What you need to do:
Would you print the records as they stand, down to the last character?

Material provided:
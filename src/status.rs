//! Persisted "settled" flags for computed settlements.
//!
//! Settlement amounts are always recomputed from current expenses; the only
//! state that survives between computations is whether the payer has marked
//! a given `from -> to` transfer as done.

use crate::error::{EngineError, Result};
use crate::expense::parse_flag;
use crate::traveler::TravelerId;
use chrono::{DateTime, Utc};
use csv::{ReaderBuilder, Trim};
use log::{debug, warn};
use serde::{Deserialize, Serialize};
use std::collections::HashMap;
use std::io::Read;

/// Ordered pair identifying a transfer. Direction matters.
#[derive(Debug, Clone, PartialEq, Eq, Hash, Serialize, Deserialize)]
pub struct SettlementKey {
    pub from: TravelerId,
    pub to: TravelerId,
}

impl SettlementKey {
    pub fn new(from: TravelerId, to: TravelerId) -> Self {
        SettlementKey { from, to }
    }
}

/// Stored state of one transfer.
#[derive(Debug, Clone, PartialEq, Eq, Serialize, Deserialize)]
pub struct SettlementRecord {
    pub is_settled: bool,
    pub settled_at: Option<DateTime<Utc>>,
}

/// In-memory settlement status store, keyed by trip and transfer direction.
///
/// Writes are upserts, so concurrent "mark settled" actions resolve as
/// last write wins.
#[derive(Debug, Default)]
pub struct SettlementStatusStore {
    trips: HashMap<String, HashMap<SettlementKey, SettlementRecord>>,
}

impl SettlementStatusStore {
    pub fn new() -> Self {
        Self::default()
    }

    /// Records that `from` has paid `to` for `trip_id`.
    pub fn mark_settled(
        &mut self,
        trip_id: &str,
        from: TravelerId,
        to: TravelerId,
        at: DateTime<Utc>,
    ) {
        debug!("Trip {}: {} -> {} marked settled", trip_id, from, to);
        self.upsert(
            trip_id,
            SettlementKey::new(from, to),
            SettlementRecord {
                is_settled: true,
                settled_at: Some(at),
            },
        );
    }

    /// Reverts a transfer to unsettled and clears its timestamp.
    pub fn mark_unsettled(&mut self, trip_id: &str, from: TravelerId, to: TravelerId) {
        debug!("Trip {}: {} -> {} marked unsettled", trip_id, from, to);
        self.upsert(
            trip_id,
            SettlementKey::new(from, to),
            SettlementRecord {
                is_settled: false,
                settled_at: None,
            },
        );
    }

    pub fn upsert(&mut self, trip_id: &str, key: SettlementKey, record: SettlementRecord) {
        self.trips
            .entry(trip_id.to_string())
            .or_default()
            .insert(key, record);
    }

    pub fn record(
        &self,
        trip_id: &str,
        from: &TravelerId,
        to: &TravelerId,
    ) -> Option<&SettlementRecord> {
        self.trips
            .get(trip_id)?
            .get(&SettlementKey::new(from.clone(), to.clone()))
    }

    /// The `(from, to) -> settled` view consumed by
    /// [`crate::SettlementEngine::merge_settlement_status`].
    pub fn status_for_trip(&self, trip_id: &str) -> HashMap<SettlementKey, bool> {
        self.trips
            .get(trip_id)
            .map(|records| {
                records
                    .iter()
                    .map(|(key, record)| (key.clone(), record.is_settled))
                    .collect()
            })
            .unwrap_or_default()
    }
}

/// Raw status row as read from CSV (`from,to,settled,settled_at`).
#[derive(Debug, Deserialize)]
pub struct StatusRecord {
    pub from: String,
    pub to: String,
    pub settled: Option<String>,
    pub settled_at: Option<String>,
}

impl StatusRecord {
    pub fn parse(&self, row: usize) -> Result<(SettlementKey, SettlementRecord)> {
        let from = self.from.trim();
        let to = self.to.trim();
        if from.is_empty() || to.is_empty() {
            return Err(EngineError::InvalidRecord {
                row,
                message: "settlement status needs both from and to".to_string(),
            });
        }

        // A bare `from,to` row means the transfer was marked settled.
        let is_settled = match self.settled.as_deref().map(str::trim) {
            None | Some("") => true,
            Some(flag) => parse_flag(flag).ok_or_else(|| EngineError::InvalidRecord {
                row,
                message: format!("unrecognized settled flag '{}'", flag),
            })?,
        };

        let settled_at = match self.settled_at.as_deref().map(str::trim) {
            None | Some("") => None,
            Some(raw) => Some(
                DateTime::parse_from_rfc3339(raw)
                    .map_err(|e| EngineError::InvalidRecord {
                        row,
                        message: format!("bad settled_at '{}': {}", raw, e),
                    })?
                    .with_timezone(&Utc),
            ),
        };

        Ok((
            SettlementKey::new(TravelerId::from(from), TravelerId::from(to)),
            SettlementRecord {
                is_settled,
                settled_at,
            },
        ))
    }
}

/// Loads persisted status rows for one trip into `store`.
///
/// Later rows for the same pair overwrite earlier ones. Invalid rows are
/// logged at warn level and skipped.
pub fn read_status<R: Read>(
    reader: R,
    trip_id: &str,
    store: &mut SettlementStatusStore,
) -> Result<()> {
    let mut csv_reader = ReaderBuilder::new()
        .trim(Trim::All)
        .flexible(true)
        .from_reader(reader);

    for (row_idx, result) in csv_reader.deserialize::<StatusRecord>().enumerate() {
        let row_num = row_idx + 2; // 1-indexed, accounting for header row

        match result {
            Ok(record) => match record.parse(row_num) {
                Ok((key, status)) => store.upsert(trip_id, key, status),
                Err(e) => warn!("{}", e),
            },
            Err(e) => warn!("Row {}: CSV parse error: {}", row_num, e),
        }
    }

    Ok(())
}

Exercise solution:
filename src/status.rs
//! Persisted "settled" flags for computed settlements.
//!
//! Settlement amounts are always recomputed from current expenses; the only
//! state that survives between computations is whether the payer has marked
//! a given `from -> to` transfer as done.

use crate::error::{EngineError, Result};
use crate::expense::parse_flag;
use crate::traveler::TravelerId;
use chrono::{DateTime, Utc};
use csv::{ReaderBuilder, Trim};
use log::{debug, warn};
use serde::{Deserialize, Serialize};
use std::collections::HashMap;
use std::io::Read;

/// Ordered pair identifying a transfer. Direction matters.
#[derive(Debug, Clone, PartialEq, Eq, Hash, Serialize, Deserialize)]
pub struct SettlementKey {
    pub from: TravelerId,
    pub to: TravelerId,
}

impl SettlementKey {
    pub fn new(from: TravelerId, to: TravelerId) -> Self {
        SettlementKey { from, to }
    }
}

/// Stored state of one transfer.
#[derive(Debug, Clone, PartialEq, Eq, Serialize, Deserialize)]
pub struct SettlementRecord {
    pub is_settled: bool,
    pub settled_at: Option<DateTime<Utc>>,
}

/// In-memory settlement status store, keyed by trip and transfer direction.
///
/// Writes are upserts, so concurrent "mark settled" actions resolve as
/// last write wins.
#[derive(Debug, Default)]
pub struct SettlementStatusStore {
    trips: HashMap<String, HashMap<SettlementKey, SettlementRecord>>,
}

impl SettlementStatusStore {
    pub fn new() -> Self {
        Self::default()
    }

    /// Records that `from` has paid `to` for `trip_id`.
    pub fn mark_settled(
        &mut self,
        trip_id: &str,
        from: TravelerId,
        to: TravelerId,
        at: DateTime<Utc>,
    ) {
        debug!("Trip {}: {} -> {} marked settled", trip_id, from, to);
        self.upsert(
            trip_id,
            SettlementKey::new(from, to),
            SettlementRecord {
                is_settled: true,
                settled_at: Some(at),
            },
        );
    }

    /// Reverts a transfer to unsettled and clears its timestamp.
    pub fn mark_unsettled(&mut self, trip_id: &str, from: TravelerId, to: TravelerId) {
        debug!("Trip {}: {} -> {} marked unsettled", trip_id, from, to);
        self.upsert(
            trip_id,
            SettlementKey::new(from, to),
            SettlementRecord {
                is_settled: false,
                settled_at: None,
            },
        );
    }

    pub fn upsert(&mut self, trip_id: &str, key: SettlementKey, record: SettlementRecord) {
        self.trips
            .entry(trip_id.to_string())
            .or_default()
            .insert(key, record);
    }

    pub fn record(
        &self,
        trip_id: &str,
        from: &TravelerId,
        to: &TravelerId,
    ) -> Option<&SettlementRecord> {
        self.trips
            .get(trip_id)?
            .get(&SettlementKey::new(from.clone(), to.clone()))
    }

    /// The `(from, to) -> settled` view consumed by
    /// [`crate::SettlementEngine::merge_settlement_status`].
    pub fn status_for_trip(&self, trip_id: &str) -> HashMap<SettlementKey, bool> {
        self.trips
            .get(trip_id)
            .map(|records| {
                records
                    .iter()
                    .map(|(key, record)| (key.clone(), record.is_settled))
                    .collect()
            })
            .unwrap_or_default()
    }
}

/// Raw status row as read from CSV (`from,to,settled,settled_at`).
#[derive(Debug, Deserialize)]
pub struct StatusRecord {
    pub from: String,
    pub to: String,
    pub settled: Option<String>,
    pub settled_at: Option<String>,
}

impl StatusRecord {
    pub fn parse(&self, row: usize) -> Result<(SettlementKey, SettlementRecord)> {
        let from = self.from.trim();
        let to = self.to.trim();
        if from.is_empty() || to.is_empty() {
            return Err(EngineError::InvalidRecord {
                row,
                message: "settlement status needs both from and to".to_string(),
            });
        }

        // A bare `from,to` row means the transfer was marked settled.
        let is_settled = match self.settled.as_deref().map(str::trim) {
            None | Some("") => true,
            Some(flag) => parse_flag(flag).ok_or_else(|| EngineError::InvalidRecord {
                row,
                message: format!("unrecognized settled flag '{}'", flag),
            })?,
        };

        let settled_at = match self.settled_at.as_deref().map(str::trim) {
            None | Some("") => None,
            Some(raw) => Some(
                DateTime::parse_from_rfc3339(raw)
                    .map_err(|e| EngineError::InvalidRecord {
                        row,
                        message: format!("bad settled_at '{}': {}", raw, e),
                    })?
                    .with_timezone(&Utc),
            ),
        };

        Ok((
            SettlementKey::new(TravelerId::from(from), TravelerId::from(to)),
            SettlementRecord {
                is_settled,
                settled_at,
            },
        ))
    }
}

/// Loads persisted status rows for one trip into `store`.
///
/// Later rows for the same pair overwrite earlier ones. Invalid rows are
/// logged at warn level and skipped.
pub fn read_status<R: Read>(
    reader: R,
    trip_id: &str,
    store: &mut SettlementStatusStore,
) -> Result<()> {
    let mut csv_reader = ReaderBuilder::new()
        .trim(Trim::All)
        .flexible(true)
        .from_reader(reader);

    for (row_idx, result) in csv_reader.deserialize::<StatusRecord>().enumerate() {
        let row_num = row_idx + 2; // 1-indexed, accounting for header row

        match result {
            Ok(record) => match record.parse(row_num) {
                Ok((key, status)) => store.upsert(trip_id, key, status),
                Err(e) => warn!("{}", e),
            },
            Err(e) => warn!("Row {}: CSV parse error: {}", row_num, e),
        }
    }

    Ok(())
}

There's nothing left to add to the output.